The New Hampshire Legal Withdrawal Blueprint includes the written notice of intent template used for IEP families, a records request letter formatted for FERPA compliance, and a guide to the Services Plan evaluation process — including what to request and what to realistically expect from your district.

The Harder Calculation

Withdrawing a child with significant support needs means taking on real financial and logistical responsibility. Private speech therapy in New Hampshire runs roughly $120–$200 per session. OT can cost similar rates. Families without strong insurance coverage or Medicaid eligibility will feel this.

Some families find that private therapies in a quiet, one-on-one environment are more effective than what the district provided through pull-out sessions in a busy school building.
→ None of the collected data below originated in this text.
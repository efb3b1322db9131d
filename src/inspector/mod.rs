//! Gear inspector orchestrating the full comparison pipeline.
//!
//! Overview
//! - Processes the reference image once into an immutable
//!   [`ReferenceArtifacts`] snapshot: silhouette mask, gear centroid, eroded
//!   teeth-only mask, bore area and outer radius.
//! - Each sample is evaluated independently against that snapshot:
//!   optional alignment into the reference frame, mask construction,
//!   differential defect localization, broken/worn classification and the
//!   two diameter checks, assembled into an [`InspectionReport`].
//! - Samples share the snapshot read-only, so independent samples may be
//!   inspected from parallel workers without locking.
//!
//! Modules
//! - [`options`] – configuration types used by the inspector and CLI.
//! - [`defects`] – differential localization and centroid matching.
//! - [`classify`] – broken/worn labeling strategies.
//! - [`diameter`] – bore and outer-diameter verification.
//! - [`report`] – final report assembly.

pub mod classify;
pub mod defects;
pub mod diameter;
pub mod options;
pub mod report;

use image::{GrayImage, Luma};
use imageproc::drawing::draw_hollow_circle_mut;
use log::debug;

use crate::align::align;
use crate::contour::{extract_contours, GearContour};
use crate::error::{InspectError, Result};
use crate::mask::{suppress_hub, BinaryMask, ThresholdPolarity};
use crate::types::{AlignmentStatus, CentroidPoint, DefectLabel, InspectionReport};

pub use options::{ClassifyHeuristic, DiameterOptions, InspectorParams, MatchOptions, MatchRule};

/// Reference-derived artifacts, computed once per pipeline run and shared
/// read-only across all sample evaluations.
#[derive(Clone, Debug)]
pub struct ReferenceArtifacts {
    /// Grayscale reference image, kept for keypoint alignment.
    pub image: GrayImage,
    /// Binary silhouette of the reference gear.
    pub mask: BinaryMask,
    /// Pixel-mass centroid of the silhouette.
    pub centroid: CentroidPoint,
    /// Teeth-only silhouette: hub suppressed, then eroded to split teeth.
    pub teeth_mask: BinaryMask,
    /// Individual reference teeth, in extraction order.
    pub teeth: Vec<GearContour>,
    /// Reference bore area in pixels, from the inverted-polarity mask.
    /// Falls back to the configured expected radius when the reference
    /// itself shows no opening.
    pub bore_area_px: f64,
    /// Radius of the minimum enclosing circle of the reference silhouette.
    pub outer_radius_px: f64,
}

impl ReferenceArtifacts {
    pub fn build(image: &GrayImage, params: &InspectorParams) -> Result<Self> {
        let mask = BinaryMask::from_image(image, params.mask_threshold, ThresholdPolarity::Normal)?;
        let centroid = mask.centroid().map_err(|_| {
            InspectError::InvalidImage("reference silhouette is empty".to_string())
        })?;

        let mut teeth_mask = mask.clone();
        suppress_hub(
            &mut teeth_mask,
            centroid,
            params.exclusion_radius,
            params.exclusion_offset,
        );
        let teeth_mask = teeth_mask.erode(params.erosion_iterations);
        let teeth = extract_contours(&teeth_mask, params.min_contour_area);

        let bore_area_px = diameter::bore_area(
            image,
            centroid,
            params.mask_threshold,
            &params.diameter,
        )?
        .unwrap_or_else(|| {
            let r = params.diameter.bore_reference_radius_px;
            std::f64::consts::PI * r * r
        });

        let outer_radius_px = diameter::outer_radius(&mask, params.min_contour_area)
            .ok_or_else(|| {
                InspectError::InvalidImage("reference mask has no outer contour".to_string())
            })?;

        debug!(
            "reference artifacts: centroid=({}, {}), {} teeth, bore area {:.1} px², outer radius {:.1} px",
            centroid.x,
            centroid.y,
            teeth.len(),
            bore_area_px,
            outer_radius_px
        );

        Ok(Self {
            image: image.clone(),
            mask,
            centroid,
            teeth_mask,
            teeth,
            bore_area_px,
            outer_radius_px,
        })
    }
}

/// One sample's evaluation: the report plus the annotated difference mask.
#[derive(Clone, Debug)]
pub struct SampleInspection {
    pub report: InspectionReport,
    /// Eroded differential mask with candidate footprints and defect
    /// markers, written to the output directory by the batch runner.
    pub annotated: GrayImage,
}

/// The main inspection entry point. Holds the parameters and the cached
/// reference snapshot; [`GearInspector::inspect`] is `&self` and safe to
/// call from parallel workers.
pub struct GearInspector {
    params: InspectorParams,
    reference: ReferenceArtifacts,
}

impl GearInspector {
    /// Process the reference image and cache its artifacts.
    pub fn new(reference_image: &GrayImage, params: InspectorParams) -> Result<Self> {
        let reference = ReferenceArtifacts::build(reference_image, &params)?;
        Ok(Self { params, reference })
    }

    pub fn params(&self) -> &InspectorParams {
        &self.params
    }

    pub fn reference(&self) -> &ReferenceArtifacts {
        &self.reference
    }

    /// Run the full pipeline for one sample.
    ///
    /// Failures are terminal for this sample only; the caller decides
    /// whether to continue with other samples.
    pub fn inspect(&self, sample_id: &str, sample: &GrayImage) -> Result<SampleInspection> {
        let (w, h) = sample.dimensions();
        if w == 0 || h == 0 {
            return Err(InspectError::InvalidImage(format!(
                "sample {sample_id} has zero dimensions"
            )));
        }

        let (sample_image, alignment) = match &self.params.align {
            Some(options) => {
                let outcome = align(&self.reference.image, sample, options);
                (outcome.image, outcome.status)
            }
            None => (sample.clone(), AlignmentStatus::Disabled),
        };

        let sample_mask = BinaryMask::from_image(
            &sample_image,
            self.params.mask_threshold,
            ThresholdPolarity::Normal,
        )?;

        let localization = defects::localize_defects(
            &self.reference.mask,
            &sample_mask,
            &self.reference.teeth_mask,
            self.reference.centroid,
            &self.params,
        )?;
        let (labeled, tally) = classify::classify_defects(&localization, &self.params.heuristic);

        let inner = diameter::verify_inner_diameter(
            &sample_image,
            self.reference.centroid,
            self.params.mask_threshold,
            self.reference.bore_area_px,
            &self.params.diameter,
        )?;
        let outer = diameter::verify_outer_diameter(
            &sample_mask,
            self.params.min_contour_area,
            self.reference.outer_radius_px,
            &self.params.diameter,
        );

        let annotated = annotate(&localization.diff_mask, &labeled);
        let report = report::emit(sample_id, labeled, tally, inner, outer, alignment);
        debug!("sample {sample_id}: {}", report.summary);

        Ok(SampleInspection { report, annotated })
    }
}

/// Mark classified defects on the differential mask: a small circle for a
/// worn tooth, a larger one for a broken tooth.
fn annotate(diff_mask: &BinaryMask, defects: &[crate::types::LabeledDefect]) -> GrayImage {
    let mut canvas = diff_mask.as_image().clone();
    for defect in defects {
        let radius = match defect.label {
            DefectLabel::Worn => 10,
            DefectLabel::Broken => 15,
            DefectLabel::Unclassified => continue,
        };
        draw_hollow_circle_mut(
            &mut canvas,
            (defect.centroid.x, defect.centroid.y),
            radius,
            Luma([128u8]),
        );
    }
    canvas
}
Others find the cost unsustainable and return to the public system after a year or two. The right decision depends on an honest assessment of what the district was actually delivering, what the home environment can provide, and what private services are available in your region of New Hampshire.

The parents who regret the withdrawal decision are usually those who made it without knowing what came next. The parents who don't regret it are those who went in with a plan — even an imperfect one — for replacing what the district had been providing.